═════ Records shown

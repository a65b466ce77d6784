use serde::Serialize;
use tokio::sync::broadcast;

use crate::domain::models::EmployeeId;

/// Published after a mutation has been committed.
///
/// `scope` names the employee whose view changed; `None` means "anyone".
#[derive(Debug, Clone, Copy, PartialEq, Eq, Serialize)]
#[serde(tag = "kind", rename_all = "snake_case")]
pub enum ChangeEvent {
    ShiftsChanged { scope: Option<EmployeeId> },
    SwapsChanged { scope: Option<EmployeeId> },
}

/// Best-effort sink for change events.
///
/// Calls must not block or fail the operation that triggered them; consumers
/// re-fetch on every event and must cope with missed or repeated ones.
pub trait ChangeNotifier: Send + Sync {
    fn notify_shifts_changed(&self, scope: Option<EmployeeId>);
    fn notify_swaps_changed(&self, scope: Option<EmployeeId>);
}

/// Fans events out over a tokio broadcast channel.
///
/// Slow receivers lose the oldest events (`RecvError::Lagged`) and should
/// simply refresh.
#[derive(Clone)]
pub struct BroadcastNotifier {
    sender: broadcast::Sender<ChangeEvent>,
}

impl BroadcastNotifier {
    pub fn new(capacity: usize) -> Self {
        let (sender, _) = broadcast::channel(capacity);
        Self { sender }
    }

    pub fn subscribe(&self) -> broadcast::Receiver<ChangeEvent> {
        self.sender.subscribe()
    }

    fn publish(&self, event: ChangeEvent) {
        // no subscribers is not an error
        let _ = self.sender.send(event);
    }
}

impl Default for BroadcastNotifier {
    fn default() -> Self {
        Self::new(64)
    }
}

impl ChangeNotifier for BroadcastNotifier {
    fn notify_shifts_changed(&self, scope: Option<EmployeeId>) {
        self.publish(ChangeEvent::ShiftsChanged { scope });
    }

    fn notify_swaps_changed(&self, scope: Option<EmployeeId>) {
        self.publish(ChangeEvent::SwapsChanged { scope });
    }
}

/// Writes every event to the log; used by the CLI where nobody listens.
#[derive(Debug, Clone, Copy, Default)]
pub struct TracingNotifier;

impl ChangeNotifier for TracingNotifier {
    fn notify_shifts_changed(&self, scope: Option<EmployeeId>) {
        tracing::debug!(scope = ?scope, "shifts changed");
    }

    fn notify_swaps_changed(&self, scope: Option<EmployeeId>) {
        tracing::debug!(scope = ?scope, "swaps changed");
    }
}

══════════
═════ Records shown

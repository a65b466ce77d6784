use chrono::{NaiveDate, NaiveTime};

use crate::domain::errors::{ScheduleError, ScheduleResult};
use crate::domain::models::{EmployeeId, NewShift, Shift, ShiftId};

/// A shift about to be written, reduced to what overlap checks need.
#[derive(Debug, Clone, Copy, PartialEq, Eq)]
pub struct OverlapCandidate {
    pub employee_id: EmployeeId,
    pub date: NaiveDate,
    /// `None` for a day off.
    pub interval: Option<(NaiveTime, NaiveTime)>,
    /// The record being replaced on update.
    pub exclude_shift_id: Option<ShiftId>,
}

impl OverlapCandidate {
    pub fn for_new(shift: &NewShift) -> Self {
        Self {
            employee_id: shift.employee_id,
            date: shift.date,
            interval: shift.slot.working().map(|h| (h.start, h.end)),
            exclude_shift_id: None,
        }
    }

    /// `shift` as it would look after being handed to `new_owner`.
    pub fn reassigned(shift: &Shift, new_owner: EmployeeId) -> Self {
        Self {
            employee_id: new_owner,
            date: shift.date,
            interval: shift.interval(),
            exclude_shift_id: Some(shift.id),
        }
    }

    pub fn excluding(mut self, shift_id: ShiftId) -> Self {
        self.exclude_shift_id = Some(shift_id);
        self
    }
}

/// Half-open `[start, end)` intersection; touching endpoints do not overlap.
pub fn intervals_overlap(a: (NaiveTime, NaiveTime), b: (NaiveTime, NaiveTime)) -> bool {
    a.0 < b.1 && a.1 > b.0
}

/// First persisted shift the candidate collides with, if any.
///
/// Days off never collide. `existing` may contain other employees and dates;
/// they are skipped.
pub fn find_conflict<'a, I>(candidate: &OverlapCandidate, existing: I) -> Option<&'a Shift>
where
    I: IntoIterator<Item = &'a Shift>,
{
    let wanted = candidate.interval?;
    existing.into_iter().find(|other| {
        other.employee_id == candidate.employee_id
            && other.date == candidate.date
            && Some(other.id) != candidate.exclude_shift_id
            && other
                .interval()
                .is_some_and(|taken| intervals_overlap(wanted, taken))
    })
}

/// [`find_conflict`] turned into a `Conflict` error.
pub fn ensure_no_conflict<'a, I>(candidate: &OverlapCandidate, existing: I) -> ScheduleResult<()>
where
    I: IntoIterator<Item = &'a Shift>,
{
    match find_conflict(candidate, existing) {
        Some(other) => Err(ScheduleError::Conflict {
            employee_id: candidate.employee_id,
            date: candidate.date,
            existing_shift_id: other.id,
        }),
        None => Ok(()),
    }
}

══════════

#### Task
For the material, find the number of lines holding the word "EmployeeId" and give that figure and nothing more.

#### Answer for the task
12